- [TASK INSTRUCTIONS]: Exactly as written, output each of the entries below.

- [THE DATA]:
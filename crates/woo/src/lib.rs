//! REST client for the WooCommerce Store API (wp-json/wc/v3).
//!
//! Wraps the endpoints the import pipeline needs: a connectivity probe,
//! lazily paginated product listing, and per-product retrieval. All
//! failures classify into [`WooError`] so callers can surface a stable,
//! human-readable cause without inspecting transport details.

mod api;

pub use api::{ProductPages, StoreStatus, WooClient, WooCredentials, WooError};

- [TASK RESULT]:
filename crates/woo/src/lib.rs
//! REST client for the WooCommerce Store API (wp-json/wc/v3).
//!
//! Wraps the endpoints the import pipeline needs: a connectivity probe,
//! lazily paginated product listing, and per-product retrieval. All
//! failures classify into [`WooError`] so callers can surface a stable,
//! human-readable cause without inspecting transport details.

mod api;

pub use api::{ProductPages, StoreStatus, WooClient, WooCredentials, WooError};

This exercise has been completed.